David wanted to build a temple for the Lord, but God told David’s cousin, Nathan, “Let David know I appreciate the thought, but I don’t need a house.” And yet, God was so pleased with David’s heart that He went beyond anything David would have ever dreamed, promising the King that the One who will reign forever will come from his lineage. David’s generosity moved Yahweh so much that He couldn’t help but lavish His blessings on the son whose heart was after His own.   

 

As I read this account, I picture a five-year-old boy thinking his farmer dad could use a place to find rest.

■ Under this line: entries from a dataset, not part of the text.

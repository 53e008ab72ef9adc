//! HTTP protocol layer module
//!
//! URL parsing and hyper response building, kept apart from routing logic.

pub mod response;
pub mod url;

pub use response::{build_413_response, build_500_response, build_router_response};
pub use url::parse_request_target;
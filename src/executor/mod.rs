//! Command executor module
//!
//! The `/cmd?eval=...` endpoint hands its argument to a [`CommandExecutor`].
//! The executor is injected into the router, so the code-execution surface is
//! an explicit, swappable capability:
//!
//! - [`ExpressionExecutor`]: arithmetic evaluation, the default
//! - [`ShellExecutor`]: `sh -c` with full host privileges (remote debugging)
//! - [`DisabledExecutor`]: refuses every command

mod expression;
mod shell;

use std::sync::Arc;
use thiserror::Error;

use crate::config::{CommandConfig, ExecutorKind};
use crate::logger;

pub use expression::ExpressionExecutor;
pub use shell::ShellExecutor;

/// Errors a command executor can report
#[derive(Debug, Error, Clone, PartialEq, Eq)]
pub enum ExecError {
    #[error("syntax error at offset {offset}: {message}")]
    Syntax { offset: usize, message: String },
    #[error("command is {len} bytes, limit is {max}")]
    TooLong { len: usize, max: usize },
    #[error("command execution is disabled")]
    Disabled,
    #[error("{0}")]
    Failed(String),
}

/// Turns a command string into a result string
pub trait CommandExecutor: Send + Sync {
    /// Short identifier used in logs
    fn name(&self) -> &'static str;

    fn execute(&self, command: &str) -> Result<String, ExecError>;
}

/// Executor that refuses every command
#[derive(Debug, Default, Clone, Copy)]
pub struct DisabledExecutor;

impl CommandExecutor for DisabledExecutor {
    fn name(&self) -> &'static str {
        "disabled"
    }

    fn execute(&self, _command: &str) -> Result<String, ExecError> {
        Err(ExecError::Disabled)
    }
}

/// Build the executor selected by configuration
pub fn from_config(config: &CommandConfig) -> Arc<dyn CommandExecutor> {
    match config.executor {
        ExecutorKind::Expression => Arc::new(ExpressionExecutor::new(config.max_length)),
        ExecutorKind::Shell => {
            logger::log_warning(
                "Shell executor enabled: /cmd?eval=... runs arbitrary commands with full host privileges",
            );
            Arc::new(ShellExecutor::new(config.max_length))
        }
        ExecutorKind::Disabled => Arc::new(DisabledExecutor),
    }
}

/// Reject commands longer than `max` bytes
fn check_length(command: &str, max: usize) -> Result<(), ExecError> {
    if command.len() > max {
        return Err(ExecError::TooLong {
            len: command.len(),
            max,
        });
    }
    Ok(())
}

#[cfg(test)]
mod tests {
    use super::*;

    #[test]
    fn test_disabled_refuses_everything() {
        let exec = DisabledExecutor;
        assert_eq!(exec.execute("1+1"), Err(ExecError::Disabled));
        assert_eq!(exec.execute(""), Err(ExecError::Disabled));
    }

    #[test]
    fn test_from_config_selects_kind() {
        let mut cfg = CommandConfig {
            executor: ExecutorKind::Expression,
            max_length: 64,
        };
        assert_eq!(from_config(&cfg).name(), "expression");

        cfg.executor = ExecutorKind::Disabled;
        assert_eq!(from_config(&cfg).name(), "disabled");

        cfg.executor = ExecutorKind::Shell;
        assert_eq!(from_config(&cfg).name(), "shell");
    }

    #[test]
    fn test_error_messages() {
        let err = ExecError::TooLong { len: 10, max: 4 };
        assert_eq!(err.to_string(), "command is 10 bytes, limit is 4");
        assert_eq!(
            ExecError::Disabled.to_string(),
            "command execution is disabled"
        );
    }
}
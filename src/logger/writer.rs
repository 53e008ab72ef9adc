//! Log writer module
//!
//! Thread-safe log output to stdout/stderr or append-mode files.

use std::fs::{File, OpenOptions};
use std::io::{self, Write};
use std::path::Path;
use std::sync::{Mutex, OnceLock};

/// Global log writer instance
static LOG_WRITER: OnceLock<LogWriter> = OnceLock::new();

/// Log output target
enum LogTarget {
    Stdout,
    Stderr,
    File(Mutex<File>),
}

impl LogTarget {
    fn open(path: Option<&str>, fallback: Self) -> io::Result<Self> {
        match path {
            Some(p) => Ok(Self::File(Mutex::new(open_log_file(p)?))),
            None => Ok(fallback),
        }
    }

    fn write_line(&self, message: &str) {
        match self {
            Self::Stdout => println!("{message}"),
            Self::Stderr => eprintln!("{message}"),
            Self::File(file) => {
                if let Ok(mut f) = file.lock() {
                    let _ = writeln!(f, "{message}");
                }
            }
        }
    }
}

/// Access/info output plus a separate error output
pub struct LogWriter {
    access: LogTarget,
    error: LogTarget,
}

impl LogWriter {
    fn new(access_log_file: Option<&str>, error_log_file: Option<&str>) -> io::Result<Self> {
        Ok(Self {
            access: LogTarget::open(access_log_file, LogTarget::Stdout)?,
            error: LogTarget::open(error_log_file, LogTarget::Stderr)?,
        })
    }

    pub fn write_info(&self, message: &str) {
        self.access.write_line(message);
    }

    pub fn write_access(&self, message: &str) {
        self.access.write_line(message);
    }

    pub fn write_error(&self, message: &str) {
        self.error.write_line(message);
    }
}

/// Open or create a log file for appending
fn open_log_file(path: &str) -> io::Result<File> {
    if let Some(parent) = Path::new(path).parent() {
        if !parent.as_os_str().is_empty() {
            std::fs::create_dir_all(parent)?;
        }
    }

    OpenOptions::new().create(true).append(true).open(path)
}

/// Initialize the global log writer
///
/// Returns an error if a log file cannot be opened or the writer was
/// already initialized.
pub fn init(access_log_file: Option<&str>, error_log_file: Option<&str>) -> io::Result<()> {
    let writer = LogWriter::new(access_log_file, error_log_file)?;
    LOG_WRITER.set(writer).map_err(|_| {
        io::Error::new(
            io::ErrorKind::AlreadyExists,
            "Log writer already initialized",
        )
    })
}

/// The global log writer, if `init()` has run
pub fn get() -> Option<&'static LogWriter> {
    LOG_WRITER.get()
}

#[cfg(test)]
mod tests {
    use super::*;

    #[test]
    fn test_file_target_appends_lines() {
        let dir = std::env::temp_dir().join(format!("cmd_webserver_log_{}", std::process::id()));
        let path = dir.join("nested").join("access.log");
        let path_str = path.to_str().unwrap();

        let writer = LogWriter::new(Some(path_str), None).unwrap();
        writer.write_access("first");
        writer.write_info("second");

        let contents = std::fs::read_to_string(&path).unwrap();
        assert_eq!(contents, "first\nsecond\n");

        let _ = std::fs::remove_dir_all(&dir);
    }
}
//! Host shell executor
//!
//! Runs the command through `sh -c` with the privileges of the server
//! process. There is no sandbox: anyone who can reach `/cmd` can run
//! anything the server user can. Only enable it on trusted networks.

use std::process::Command;

use super::{check_length, CommandExecutor, ExecError};

#[derive(Debug, Clone)]
pub struct ShellExecutor {
    max_length: usize,
}

impl ShellExecutor {
    pub const fn new(max_length: usize) -> Self {
        Self { max_length }
    }
}

impl CommandExecutor for ShellExecutor {
    fn name(&self) -> &'static str {
        "shell"
    }

    fn execute(&self, command: &str) -> Result<String, ExecError> {
        check_length(command, self.max_length)?;

        let output = Command::new("sh")
            .arg("-c")
            .arg(command)
            .output()
            .map_err(|e| ExecError::Failed(format!("failed to spawn shell: {e}")))?;

        if output.status.success() {
            return Ok(String::from_utf8_lossy(&output.stdout)
                .trim_end()
                .to_string());
        }

        let stderr = String::from_utf8_lossy(&output.stderr);
        let stderr = stderr.trim_end();
        Err(ExecError::Failed(if stderr.is_empty() {
            format!("command exited with {}", output.status)
        } else {
            stderr.to_string()
        }))
    }
}

#[cfg(all(test, unix))]
mod tests {
    use super::*;

    #[test]
    fn test_captures_stdout() {
        let exec = ShellExecutor::new(256);
        assert_eq!(exec.execute("echo hello"), Ok("hello".to_string()));
        assert_eq!(exec.execute("expr 1 + 1"), Ok("2".to_string()));
    }

    #[test]
    fn test_failure_reports_stderr() {
        let exec = ShellExecutor::new(256);
        assert_eq!(
            exec.execute("echo boom >&2; exit 3"),
            Err(ExecError::Failed("boom".to_string()))
        );
    }

    #[test]
    fn test_failure_without_stderr_reports_status() {
        let exec = ShellExecutor::new(256);
        match exec.execute("exit 7") {
            Err(ExecError::Failed(msg)) => assert!(msg.contains('7'), "got: {msg}"),
            other => panic!("unexpected result: {other:?}"),
        }
    }

    #[test]
    fn test_length_limit_checked_before_spawn() {
        let exec = ShellExecutor::new(4);
        assert_eq!(
            exec.execute("echo hi"),
            Err(ExecError::TooLong { len: 7, max: 4 })
        );
    }
}
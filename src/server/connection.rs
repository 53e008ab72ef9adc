// Connection handling module
// Accepts a single TCP connection and serves it with hyper

use hyper::server::conn::http1;
use hyper::service::service_fn;
use hyper_util::rt::TokioIo;
use std::net::SocketAddr;
use std::sync::atomic::{AtomicUsize, Ordering};
use std::sync::Arc;
use std::time::Duration;
use tokio::net::TcpStream;

use crate::config::AppState;
use crate::handler;
use crate::logger;

/// Accept and process a connection, checking limits and logging.
///
/// # Arguments
///
/// * `stream` - The TCP stream to handle
/// * `peer_addr` - The peer's socket address
/// * `state` - Shared application state
/// * `conn_counter` - Active connection counter
pub fn accept_connection(
    stream: TcpStream,
    peer_addr: SocketAddr,
    state: &Arc<AppState>,
    conn_counter: &Arc<AtomicUsize>,
) {
    // Increment first, then check, so two racing accepts can't both pass
    let prev_count = conn_counter.fetch_add(1, Ordering::SeqCst);

    if let Some(max_conn) = state.config.performance.max_connections {
        if prev_count >= usize::try_from(max_conn).unwrap_or(usize::MAX) {
            conn_counter.fetch_sub(1, Ordering::SeqCst);
            logger::log_warning(&format!(
                "Max connections reached: {prev_count}/{max_conn}. Connection from {peer_addr} rejected."
            ));
            drop(stream);
            return;
        }
    }

    logger::log_connection_accepted(&peer_addr);

    handle_connection(
        stream,
        peer_addr,
        Arc::clone(state),
        Arc::clone(conn_counter),
    );
}

/// Serve one connection on its own task.
///
/// HTTP/1.1 with keep-alive when `keep_alive_timeout > 0`; the whole
/// connection is cut after `max(read_timeout, write_timeout)` seconds.
/// The counter is decremented when the task ends.
fn handle_connection(
    stream: TcpStream,
    peer_addr: SocketAddr,
    state: Arc<AppState>,
    conn_counter: Arc<AtomicUsize>,
) {
    tokio::spawn(async move {
        let io = TokioIo::new(stream);

        let keep_alive = state.config.performance.keep_alive_timeout > 0;
        let timeout_duration = Duration::from_secs(state.config.connection_timeout_secs());

        let mut builder = http1::Builder::new();
        builder.keep_alive(keep_alive);

        let service_state = Arc::clone(&state);
        let conn = builder.serve_connection(
            io,
            service_fn(move |req| {
                handler::handle_request(req, Arc::clone(&service_state), peer_addr)
            }),
        );

        match tokio::time::timeout(timeout_duration, conn).await {
            Ok(Ok(())) => {}
            Ok(Err(err)) => logger::log_connection_error(&err),
            Err(_) => {
                logger::log_warning(&format!(
                    "Connection from {peer_addr} timed out after {} seconds",
                    timeout_duration.as_secs()
                ));
            }
        }

        conn_counter.fetch_sub(1, Ordering::SeqCst);
    });
}
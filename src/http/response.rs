//! HTTP response building module
//!
//! Converts router responses into hyper responses and builds the few
//! responses produced outside the router.

use http_body_util::Full;
use hyper::body::Bytes;
use hyper::Response;

use crate::routing;

/// Convert a router response into a hyper response
///
/// Adds `Server` and `Content-Length`. For HEAD requests the body is
/// dropped but `Content-Length` still reports its size.
pub fn build_router_response(
    resp: routing::Response,
    server_name: &str,
    is_head: bool,
) -> Response<Full<Bytes>> {
    let content_length = resp.body.len();
    let mut builder = Response::builder()
        .status(resp.status)
        .header("Server", server_name)
        .header("Content-Length", content_length);
    for (name, value) in &resp.headers {
        builder = builder.header(name.as_str(), value.as_str());
    }

    let body = if is_head {
        Bytes::new()
    } else {
        Bytes::from(resp.body)
    };

    builder.body(Full::new(body)).unwrap_or_else(|e| {
        log_build_error(&resp.status.to_string(), &e);
        build_500_response(server_name)
    })
}

/// Build 413 Payload Too Large response
pub fn build_413_response(server_name: &str) -> Response<Full<Bytes>> {
    build_plain_response(413, "413 Payload Too Large", server_name)
}

/// Build 500 Internal Server Error response
pub fn build_500_response(server_name: &str) -> Response<Full<Bytes>> {
    build_plain_response(500, "Internal Server Error", server_name)
}

fn build_plain_response(status: u16, body: &'static str, server_name: &str) -> Response<Full<Bytes>> {
    Response::builder()
        .status(status)
        .header("Server", server_name)
        .header("Content-Type", "text/plain")
        .header("Content-Length", body.len())
        .body(Full::new(Bytes::from_static(body.as_bytes())))
        .unwrap_or_else(|e| {
            log_build_error(&status.to_string(), &e);
            Response::new(Full::new(Bytes::from_static(body.as_bytes())))
        })
}

/// Log response build error
fn log_build_error(status: &str, error: &hyper::http::Error) {
    crate::logger::log_error(&format!("Failed to build {status} response: {error}"));
}

#[cfg(test)]
mod tests {
    use super::*;
    use http_body_util::BodyExt;

    async fn body_string(resp: Response<Full<Bytes>>) -> String {
        let bytes = resp.into_body().collect().await.unwrap().to_bytes();
        String::from_utf8(bytes.to_vec()).unwrap()
    }

    #[tokio::test]
    async fn test_router_response_conversion() {
        let resp = build_router_response(
            routing::Response::new(200, "text/html", "hi there"),
            "test-server",
            false,
        );
        assert_eq!(resp.status(), 200);
        assert_eq!(resp.headers()["content-type"], "text/html");
        assert_eq!(resp.headers()["server"], "test-server");
        assert_eq!(resp.headers()["content-length"], "8");
        assert_eq!(body_string(resp).await, "hi there");
    }

    #[tokio::test]
    async fn test_head_drops_body() {
        let resp = build_router_response(
            routing::Response::new(404, "text/plain", "Not Found."),
            "test-server",
            true,
        );
        assert_eq!(resp.status(), 404);
        assert_eq!(resp.headers()["content-length"], "10");
        assert_eq!(body_string(resp).await, "");
    }

    #[tokio::test]
    async fn test_error_responses() {
        let resp = build_413_response("s");
        assert_eq!(resp.status(), 413);
        assert_eq!(body_string(resp).await, "413 Payload Too Large");

        let resp = build_500_response("s");
        assert_eq!(resp.status(), 500);
        assert_eq!(resp.headers()["content-type"], "text/plain");
    }
}
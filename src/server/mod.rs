// Server module entry point
// Listener setup, connection handling, accept loop and signals

pub mod connection;
pub mod listener;
pub mod signal;

// `loop` is a keyword, so the module gets another name
#[path = "loop.rs"]
pub mod server_loop;

pub use listener::create_reusable_listener;
pub use server_loop::serve;
pub use signal::start_signal_handler;
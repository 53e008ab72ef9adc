use std::sync::Arc;
use tokio::sync::Notify;

use cmd_webserver::config::{self, AppState, Config};
use cmd_webserver::{logger, server};

type BoxError = Box<dyn std::error::Error + Send + Sync>;

fn main() -> Result<(), BoxError> {
    // Optional first argument: config file path without extension
    let config_path = std::env::args()
        .nth(1)
        .unwrap_or_else(|| config::DEFAULT_CONFIG_PATH.to_string());
    let cfg = Config::load_from(&config_path)?;
    logger::init(&cfg)?;

    // Worker count comes from config, default is one per CPU core
    let mut runtime_builder = tokio::runtime::Builder::new_multi_thread();
    runtime_builder.enable_all();
    if let Some(workers) = cfg.server.workers {
        runtime_builder.worker_threads(workers);
    }
    let runtime = runtime_builder.build()?;

    runtime.block_on(async_main(cfg))
}

async fn async_main(cfg: Config) -> Result<(), BoxError> {
    let addr = cfg.get_socket_addr()?;
    let listener = server::create_reusable_listener(addr)?;
    let state = Arc::new(AppState::new(&cfg));

    let shutdown = Arc::new(Notify::new());
    server::start_signal_handler(Arc::clone(&shutdown))?;

    logger::log_server_start(&listener.local_addr()?, &cfg);
    server::serve(listener, state, shutdown).await
}
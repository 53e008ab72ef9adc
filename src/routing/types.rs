//! Request and response values exchanged with the router

use std::collections::{BTreeMap, HashMap};

/// A parsed request: path plus decoded query parameters
#[derive(Debug, Clone, Default, PartialEq, Eq)]
pub struct Request {
    pub path: String,
    pub query: HashMap<String, String>,
}

impl Request {
    pub fn new(path: impl Into<String>) -> Self {
        Self {
            path: path.into(),
            query: HashMap::new(),
        }
    }

    /// Add a query parameter, keeping an existing value for the same key
    #[must_use]
    pub fn with_param(mut self, key: impl Into<String>, value: impl Into<String>) -> Self {
        self.query.entry(key.into()).or_insert_with(|| value.into());
        self
    }

    pub fn param(&self, key: &str) -> Option<&str> {
        self.query.get(key).map(String::as_str)
    }
}

/// A response produced by the router, handed to the HTTP layer for sending
#[derive(Debug, Clone, PartialEq, Eq)]
pub struct Response {
    pub status: u16,
    pub headers: BTreeMap<String, String>,
    pub body: String,
}

impl Response {
    pub fn new(status: u16, content_type: &str, body: impl Into<String>) -> Self {
        let mut headers = BTreeMap::new();
        headers.insert("Content-Type".to_string(), content_type.to_string());
        Self {
            status,
            headers,
            body: body.into(),
        }
    }

    pub fn content_type(&self) -> Option<&str> {
        self.headers.get("Content-Type").map(String::as_str)
    }
}
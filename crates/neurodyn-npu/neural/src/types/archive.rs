// Copyright 2025 Neuraville Inc.
// SPDX-License-Identifier: Apache-2.0

//! Per-component snapshot archives.
//!
//! Each component writes one JSON file named after itself inside a
//! caller-supplied directory. Loading is all-or-nothing: the archive must
//! exist and hold exactly the keys the component asks for.

use super::compartment::Tensor;
use super::error::{NeuralError, Result};
use super::key::PrngKey;
use serde::{Deserialize, Serialize};
use std::collections::BTreeMap;
use std::fs;
use std::path::{Path, PathBuf};
use tracing::debug;

/// A single archived value
#[derive(Debug, Clone, PartialEq, Serialize, Deserialize)]
#[serde(tag = "kind", content = "value", rename_all = "snake_case")]
pub enum ArchiveEntry {
    Tensor(Tensor),
    Key(PrngKey),
}

/// Key-indexed snapshot of one component's persistent state
#[derive(Debug, Clone, Default, PartialEq, Serialize, Deserialize)]
pub struct Archive {
    component: String,
    entries: BTreeMap<String, ArchiveEntry>,
}

impl Archive {
    pub fn new(component: impl Into<String>) -> Self {
        Self {
            component: component.into(),
            entries: BTreeMap::new(),
        }
    }

    /// File path used for a component inside `directory`
    pub fn path_for(directory: &Path, component: &str) -> PathBuf {
        directory.join(format!("{}.json", component))
    }

    pub fn with_tensor(mut self, key: &str, value: Tensor) -> Self {
        self.entries.insert(key.to_string(), ArchiveEntry::Tensor(value));
        self
    }

    pub fn with_key(mut self, key: &str, value: PrngKey) -> Self {
        self.entries.insert(key.to_string(), ArchiveEntry::Key(value));
        self
    }

    pub fn keys(&self) -> Vec<String> {
        self.entries.keys().cloned().collect()
    }

    pub fn contains(&self, key: &str) -> bool {
        self.entries.contains_key(key)
    }

    /// Write `<directory>/<component>.json`
    pub fn write(&self, directory: &Path) -> Result<PathBuf> {
        fs::create_dir_all(directory)?;
        let path = Self::path_for(directory, &self.component);
        let json = serde_json::to_string(self)?;
        fs::write(&path, json)?;
        debug!(component = %self.component, path = %path.display(), "archive written");
        Ok(path)
    }

    /// Read `<directory>/<component>.json`
    pub fn read(directory: &Path, component: &str) -> Result<Self> {
        let path = Self::path_for(directory, component);
        if !path.exists() {
            return Err(NeuralError::MissingArchive(path));
        }
        let content = fs::read_to_string(&path)?;
        let archive: Archive = serde_json::from_str(&content)?;
        debug!(component, path = %path.display(), keys = ?archive.keys(), "archive read");
        Ok(archive)
    }

    /// Fail unless the archive holds exactly `expected`
    pub fn expect_exact_keys(&self, expected: &[&str]) -> Result<()> {
        let mut wanted: Vec<String> = expected.iter().map(|k| k.to_string()).collect();
        wanted.sort();
        let found = self.keys();
        if wanted != found {
            return Err(NeuralError::ArchiveKeyMismatch {
                component: self.component.clone(),
                expected: wanted,
                found,
            });
        }
        Ok(())
    }

    pub fn tensor(&self, key: &str) -> Result<Tensor> {
        match self.entries.get(key) {
            Some(ArchiveEntry::Tensor(t)) => Ok(t.clone()),
            _ => Err(self.key_error(key)),
        }
    }

    pub fn key(&self, key: &str) -> Result<PrngKey> {
        match self.entries.get(key) {
            Some(ArchiveEntry::Key(k)) => Ok(*k),
            _ => Err(self.key_error(key)),
        }
    }

    fn key_error(&self, key: &str) -> NeuralError {
        NeuralError::ArchiveKeyMismatch {
            component: self.component.clone(),
            expected: vec![key.to_string()],
            found: self.keys(),
        }
    }
}
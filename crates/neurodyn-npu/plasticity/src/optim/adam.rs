// Copyright 2025 Neuraville Inc.
// SPDX-License-Identifier: Apache-2.0

//! Adam with bias-corrected moment estimates.
//!
//! ```text
//! m' = β1·m + (1 - β1)·g        v' = β2·v + (1 - β2)·g²
//! θ' = θ - η · (m'/(1 - β1^t)) / (sqrt(v'/(1 - β2^t)) + ε)
//! ```

use super::{check_pairs, Optimizer};
use crate::error::{PlasticityError, Result};
use ndarray::Zip;
use neurodyn_npu_neural::Tensor;

#[derive(Debug, Clone)]
pub struct Adam {
    pub eta: f32,
    pub beta1: f32,
    pub beta2: f32,
    pub epsilon: f32,
    time: i32,
    m: Vec<Tensor>,
    v: Vec<Tensor>,
}

impl Adam {
    pub fn new(eta: f32) -> Self {
        Self {
            eta,
            beta1: 0.9,
            beta2: 0.999,
            epsilon: 1e-8,
            time: 0,
            m: Vec::new(),
            v: Vec::new(),
        }
    }

    /// Number of steps taken so far
    pub fn time(&self) -> i32 {
        self.time
    }

    fn ensure_moments(&mut self, theta: &[Tensor]) -> Result<()> {
        if self.m.is_empty() {
            self.m = theta.iter().map(|p| Tensor::zeros(p.dim())).collect();
            self.v = self.m.clone();
            return Ok(());
        }
        if self.m.len() != theta.len() {
            return Err(PlasticityError::OptimizerState(format!(
                "adam tracks {} parameters, got {}",
                self.m.len(),
                theta.len()
            )));
        }
        for (m, p) in self.m.iter().zip(theta) {
            if m.dim() != p.dim() {
                return Err(PlasticityError::OptimizerState(format!(
                    "adam moment shape {:?} does not match parameter {:?}",
                    m.dim(),
                    p.dim()
                )));
            }
        }
        Ok(())
    }
}

impl Optimizer for Adam {
    fn name(&self) -> &'static str {
        "adam"
    }

    fn step(&mut self, theta: &[Tensor], updates: &[Tensor]) -> Result<Vec<Tensor>> {
        check_pairs(theta, updates)?;
        self.ensure_moments(theta)?;
        self.time += 1;
        let (b1, b2, eps, eta) = (self.beta1, self.beta2, self.epsilon, self.eta);
        let c1 = 1.0 - b1.powi(self.time);
        let c2 = 1.0 - b2.powi(self.time);

        let mut out = Vec::with_capacity(theta.len());
        for ((p, g), (m, v)) in theta.iter().zip(updates).zip(self.m.iter_mut().zip(self.v.iter_mut())) {
            let mut next = p.clone();
            Zip::from(&mut next)
                .and(g)
                .and(m)
                .and(v)
                .for_each(|p, &g, m, v| {
                    *m = b1 * *m + (1.0 - b1) * g;
                    *v = b2 * *v + (1.0 - b2) * g * g;
                    let m_hat = *m / c1;
                    let v_hat = *v / c2;
                    *p -= eta * m_hat / (v_hat.sqrt() + eps);
                });
            out.push(next);
        }
        Ok(out)
    }
}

So, he fashions a little fort from bits of scrap wood he collected over the summer. In the boy’s eyes, it’s a palace. In his dad’s eyes, it is indeed a palace fashioned with something more precious than gold: love.   

 

Scooping his son up, the dad rubs his boy’s head with a work-roughened hand, then sets him down. Taking him by the hand, he says, “Let’s go on an adventure, son. I want to show you all that I will give you one day, and one day, you’ll pass it down to your sons and your son’s sons.” The boy can’t contain his joy as he realizes he made his dad happy. As they stand at the top of a hill gazing down at the vista of his dad’s farm, the boy squeezes the hand of the one he wants to grow up to be like one day.   

 

 A hundred or so years later, another father walks along the broad path that once was a little trail through a wheat field and gestured out to the vast expanse. Ruffling his boy’s hair, he says. “Son, let me tell you how we got this land… and how you will carry this legacy to the next generation.” 

This is the God I serve. The One who embraces the one who stands before Him even as He gazes on the generations that will follow—the God of legacy.